Lijst van brieven op datum
11 februari 1853
van
Multatuli
aan
Tine Douwes Dekker-van Wijnbergen (bio)
Volledige Werken. Deel 9. Brieven en dokumenten uit de jaren 1846-1857 (1956)
11 februari 1853
Brief van Dekker aan Tine. (M.M.)
Enkel, dubbel en enkel velletje, samen bevattende blz. 3-10 van de oorspronkelijke brief. Het eerste gedeelte van de onderstaande tekst, tot het sterretje, en het laatste gedeelte, na het tweede sterretje, zijn afgedrukt overeenkomstig de publikatie van Mimi, met verbetering van de naam Chauffepié in: Chantepie. (Brieven II, blz. 159-167; Brieven WB II, blz. 127-133).

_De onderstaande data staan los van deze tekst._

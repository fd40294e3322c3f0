// src/server/mod.rs

use crate::config::Config;
use anyhow::Result;

pub mod console;
mod context;
mod initialization;
mod main_loop;
mod worker_process;

pub use context::ServerContext;

/// The coordinator startup function, orchestrating all setup phases.
pub async fn run(config: Config) -> Result<()> {
    // 1. Start the workers, the router, and the configured routes.
    let mut server_context = initialization::setup(config).await?;

    // 2. Attach the console front-end.
    console::spawn_all(&mut server_context);

    // 3. Run until a signal or a routing failure.
    main_loop::run(server_context).await
}

/// The entry point of worker mode.
pub async fn run_worker() -> Result<()> {
    worker_process::run().await
}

Daar Mimi een gedeelte heeft overgeslagen, is er een klein hiaat voordat de tekst van het bewaard gebleven deel aanvangt. De namen: Bosscha en Eduard, betreffen twee Leidse studenten: Johannes Bosscha Jr. en Eduard Kerkhoven, de jongste zoon van het echtpaar Kerkhoven-van der Hucht, te Hunderen.
De ‘zaak met de dertig mille’ doelt op Dekkers mening, dat Tine waarschijnlijk nog een erfdeel van zulk een bedrag te goed had.

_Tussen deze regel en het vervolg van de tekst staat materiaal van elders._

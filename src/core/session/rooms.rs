// src/core/session/rooms.rs

//! Reference-counted room subscriptions and the ingestion of room traffic.
//!
//! Each room has a slot. The map of slots and each slot's counters sit behind
//! short synchronous locks; only joining a room awaits, and it does so under
//! that room's own join lock, so a slow join never blocks lookups for other
//! rooms.

use super::SourceCounter;
use crate::core::RoomGraphError;
use crate::core::dispatch::Dispatcher;
use crate::core::events::Event;
use crate::core::protocol::WireMessage;
use crate::core::room::RoomId;
use crate::core::transport::{RoomHandle, RoomTransport, Stanza, StanzaAdapter};
use futures::StreamExt;
use futures::stream::BoxStream;
use parking_lot::Mutex;
use std::collections::HashMap;
use std::sync::Arc;
use tokio::task::JoinHandle;
use tracing::{error, info, warn};

/// A live membership and the task ingesting its traffic.
struct Joined {
    handle: RoomHandle,
    ingest: JoinHandle<()>,
}

#[derive(Default)]
struct SlotState {
    subscribers: usize,
    /// Subscribers still waiting for the join to finish.
    pending: usize,
    joined: Option<Joined>,
}

impl SlotState {
    fn is_unused(&self) -> bool {
        self.subscribers == 0 && self.pending == 0
    }
}

#[derive(Default)]
struct RoomSlot {
    join_lock: tokio::sync::Mutex<()>,
    state: Mutex<SlotState>,
}

struct RegistryInner {
    transport: Arc<dyn RoomTransport>,
    adapter: Arc<dyn StanzaAdapter>,
    dispatcher: Dispatcher,
    sources: Arc<SourceCounter>,
    identity: String,
    rooms: Mutex<HashMap<RoomId, Arc<RoomSlot>>>,
}

/// The live outbound pipe of a subscribed room.
#[derive(Clone)]
pub struct RoomOutbound {
    transport: Arc<dyn RoomTransport>,
    handle: RoomHandle,
}

impl RoomOutbound {
    pub async fn send(&self, event: &Event) -> Result<(), RoomGraphError> {
        self.transport.send(&self.handle, event).await
    }

    pub fn room(&self) -> &RoomId {
        &self.handle.room
    }
}

/// Joins a room on its first subscriber and leaves it after the last one.
///
/// While joined, the room's incoming traffic is converted to events and
/// handed to one worker for classification, unless no session currently uses
/// the room as a source.
#[derive(Clone)]
pub struct RoomRegistry {
    inner: Arc<RegistryInner>,
}

impl RoomRegistry {
    pub fn new(
        transport: Arc<dyn RoomTransport>,
        adapter: Arc<dyn StanzaAdapter>,
        dispatcher: Dispatcher,
        sources: Arc<SourceCounter>,
        identity: impl Into<String>,
    ) -> Self {
        Self {
            inner: Arc::new(RegistryInner {
                transport,
                adapter,
                dispatcher,
                sources,
                identity: identity.into(),
                rooms: Mutex::new(HashMap::new()),
            }),
        }
    }

    /// Adds one subscriber to `room`, joining it if this is the first.
    ///
    /// If the returned future is dropped before it completes, no subscriber is
    /// added, and a join that completed in the meantime is undone.
    pub async fn subscribe(&self, room: &RoomId) -> Result<(), RoomGraphError> {
        let slot = {
            let mut rooms = self.inner.rooms.lock();
            let slot = rooms.entry(room.clone()).or_default().clone();
            let mut state = slot.state.lock();
            if state.joined.is_some() {
                state.subscribers += 1;
                return Ok(());
            }
            state.pending += 1;
            drop(state);
            slot
        };

        let reservation = Reservation {
            registry: self,
            room,
            slot,
            attached: false,
        };
        self.join(room, &reservation.slot).await?;
        reservation.attach();
        Ok(())
    }

    async fn join(&self, room: &RoomId, slot: &RoomSlot) -> Result<(), RoomGraphError> {
        let _joining = slot.join_lock.lock().await;
        if slot.state.lock().joined.is_some() {
            return Ok(());
        }

        let subscription = self
            .inner
            .transport
            .join(room, &self.inner.identity)
            .await?;
        let ingest = tokio::spawn(ingest(
            room.clone(),
            subscription.incoming,
            self.inner.adapter.clone(),
            self.inner.dispatcher.clone(),
            self.inner.sources.clone(),
        ));
        slot.state.lock().joined = Some(Joined {
            handle: subscription.handle,
            ingest,
        });
        info!("Joined room '{}'.", room);
        Ok(())
    }

    /// Drops one subscriber from `room`, leaving it once none remain.
    ///
    /// Leaving does not wait for the transport.
    pub fn unsubscribe(&self, room: &RoomId) {
        let released = {
            let mut rooms = self.inner.rooms.lock();
            let Some(slot) = rooms.get(room).cloned() else {
                warn!("Unsubscribe from '{}' without a subscription.", room);
                return;
            };
            let mut state = slot.state.lock();
            if state.subscribers == 0 {
                warn!("Unsubscribe from '{}' without a subscription.", room);
                return;
            }
            state.subscribers -= 1;
            if !state.is_unused() {
                return;
            }
            let joined = state.joined.take();
            drop(state);
            rooms.remove(room);
            joined
        };
        if let Some(joined) = released {
            self.release(joined);
        }
    }

    /// The outbound pipe of `room`, if it is currently joined.
    pub fn outbound(&self, room: &RoomId) -> Option<RoomOutbound> {
        let slot = self.inner.rooms.lock().get(room).cloned()?;
        let state = slot.state.lock();
        state.joined.as_ref().map(|joined| RoomOutbound {
            transport: self.inner.transport.clone(),
            handle: joined.handle.clone(),
        })
    }

    /// The subscriber count of `room`; zero when not joined.
    pub fn subscribers(&self, room: &RoomId) -> usize {
        self.inner
            .rooms
            .lock()
            .get(room)
            .map_or(0, |slot| slot.state.lock().subscribers)
    }

    /// The number of rooms currently joined.
    pub fn len(&self) -> usize {
        self.inner
            .rooms
            .lock()
            .values()
            .filter(|slot| slot.state.lock().joined.is_some())
            .count()
    }

    pub fn is_empty(&self) -> bool {
        self.len() == 0
    }

    /// Leaves every room regardless of subscriber counts.
    pub fn leave_all(&self) {
        let slots: Vec<_> = self.inner.rooms.lock().drain().collect();
        for (_, slot) in slots {
            if let Some(joined) = slot.state.lock().joined.take() {
                self.release(joined);
            }
        }
    }

    fn release(&self, joined: Joined) {
        joined.ingest.abort();
        let room = joined.handle.room.clone();
        let transport = self.inner.transport.clone();
        match tokio::runtime::Handle::try_current() {
            Ok(runtime) => {
                runtime.spawn(async move {
                    transport.leave(joined.handle).await;
                });
                info!("Left room '{}'.", room);
            }
            Err(_) => warn!("Cannot leave room '{}' outside a runtime.", room),
        }
    }
}

/// A subscriber waiting on a join. Dropped without [`Reservation::attach`],
/// it gives the slot back and leaves the room if nobody else holds it.
struct Reservation<'a> {
    registry: &'a RoomRegistry,
    room: &'a RoomId,
    slot: Arc<RoomSlot>,
    attached: bool,
}

impl Reservation<'_> {
    fn attach(mut self) {
        self.slot.state.lock().subscribers += 1;
        self.attached = true;
    }
}

impl Drop for Reservation<'_> {
    fn drop(&mut self) {
        let released = {
            let mut rooms = self.registry.inner.rooms.lock();
            let mut state = self.slot.state.lock();
            state.pending -= 1;
            if self.attached || !state.is_unused() {
                return;
            }
            let joined = state.joined.take();
            drop(state);
            if rooms
                .get(self.room)
                .is_some_and(|slot| Arc::ptr_eq(slot, &self.slot))
            {
                rooms.remove(self.room);
            }
            joined
        };
        if let Some(joined) = released {
            self.registry.release(joined);
        }
    }
}

/// Converts one room's traffic to events and submits them for classification.
async fn ingest(
    room: RoomId,
    mut incoming: BoxStream<'static, Stanza>,
    adapter: Arc<dyn StanzaAdapter>,
    dispatcher: Dispatcher,
    sources: Arc<SourceCounter>,
) {
    while let Some(stanza) = incoming.next().await {
        if !sources.is_active(&room) {
            continue;
        }
        let Some(event) = adapter.to_event(&stanza) else {
            continue;
        };

        let message = WireMessage::Event {
            source: room.clone(),
            event,
        };
        if let Err(e) = dispatcher.submit(&message).await {
            error!("Cannot hand events from '{}' to workers: {}", room, e);
            return;
        }
    }
}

Leiden, Vrijdagmorgen, 11 uur.
Lieve beste Tine! Eigenlijk had ik van hier willen vertrekken met den trein die te 10 uur gegaan is, maar een klein luiheidje (u wel bekend) heeft mij doen plakken. Ik ben nu van plan te één uur naar 's Hage te gaan en kan nu op mijn gemak een paar woordjes meer schrijven dan die beide vorige briefjes die beide zoo in haast waren. Ik heb nu een rustig uurtje, want toen ik gisteravond Bosscha en eenige andere heeren verliet nam ik afscheid met de uiting van mijn plan om vroeg weg te gaan, zoodat ieder nu denkt dat ik al weg ben. Ik heb dus rust. Uw briefje van gister heb ik ontvangen; ik ga er het noodige op antwoorden, schoon het geheel eigenlijk geen antwoord noodig heeft, dan dat het mij zulk een groot genoegen deed.

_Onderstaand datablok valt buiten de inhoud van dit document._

// src/core/protocol/mod.rs

//! The coordinator <-> worker wire protocol: message kinds and their framing.

pub mod frame;
pub mod message;
pub use frame::{DEFAULT_MAX_FRAME_SIZE, FrameCodec};
pub use message::WireMessage;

Primo, uwe verschrikkelijke koopziekte. Wel, dat is erg! Voor ditmaal kan het er door, maar zulk een geweldige uitspatting moet niet weer gebeuren. Wel foei, 't is schande! Ik zal er je voor zoenen tot je straf. Je bent verdoens, hoor je! Ik hoop nu maar dat het gekochte naar je zin is, anders zal ik het nog eens voor je overdoen.
Visite bij dominé Chantepie, heel goed.
Visite bij mevrouw Abr. heel goed.
Uwe vraag naar den thermometer van mijn gemoed is makke-lijker gedaan dan beantwoord. Het antwoord zoude moeten zijn flauw, ongedecideerd, variable. Waarschijnlijk zal die impressie de maand Februarij niet overleven, en dat vind ik juist beroerd. Eene flauwe passie is vervelend.*
...vertrek van den kruijer weer te schrijven, heb ik hoop nog vandaag voor mijn vertrek uit Leiden weêr een brief van U te ontvangen. Je kunt niet gelooven hoe blij ik er mede ben beste Kind. Ik zal hier te Leiden mijn adres in den Haag achterlaten dan kan men mij uw brief nazenden als ik reeds weg mogt wezen. Nu zal ik een kort verhaaltje geven van mijne ontmoetingen. Te Haarlem stapte ik af in een Logement en ging dadelijk naar Kruseman. Ik werd daar zeer hartelijk ontvangen en men persuadeerde mij te blijven, tot 5 uur ten einde daar te blijven eten. Ik vond er bij Mevr: K. twee jonge Dames uit den Haag gelogeerd. Allerliefste spraakzame, fatsoenlijke meisjes. Ook Mevrouw K. beviel mij zeer goed. Zij heeft een goeden toon en sprak onder anderen over huishouden enz. juist zóó als wij. ‘Als mijn man het schraal had zoude ik mij niet schamen voor het minste werk, maar nu het niet behoeft, acht ik mijn tijd beter te kunnen besteden’ &c - Wij zijn daar dringend te logeren gevraagd en ik denk wezenlijk dat ook spoedig te doen.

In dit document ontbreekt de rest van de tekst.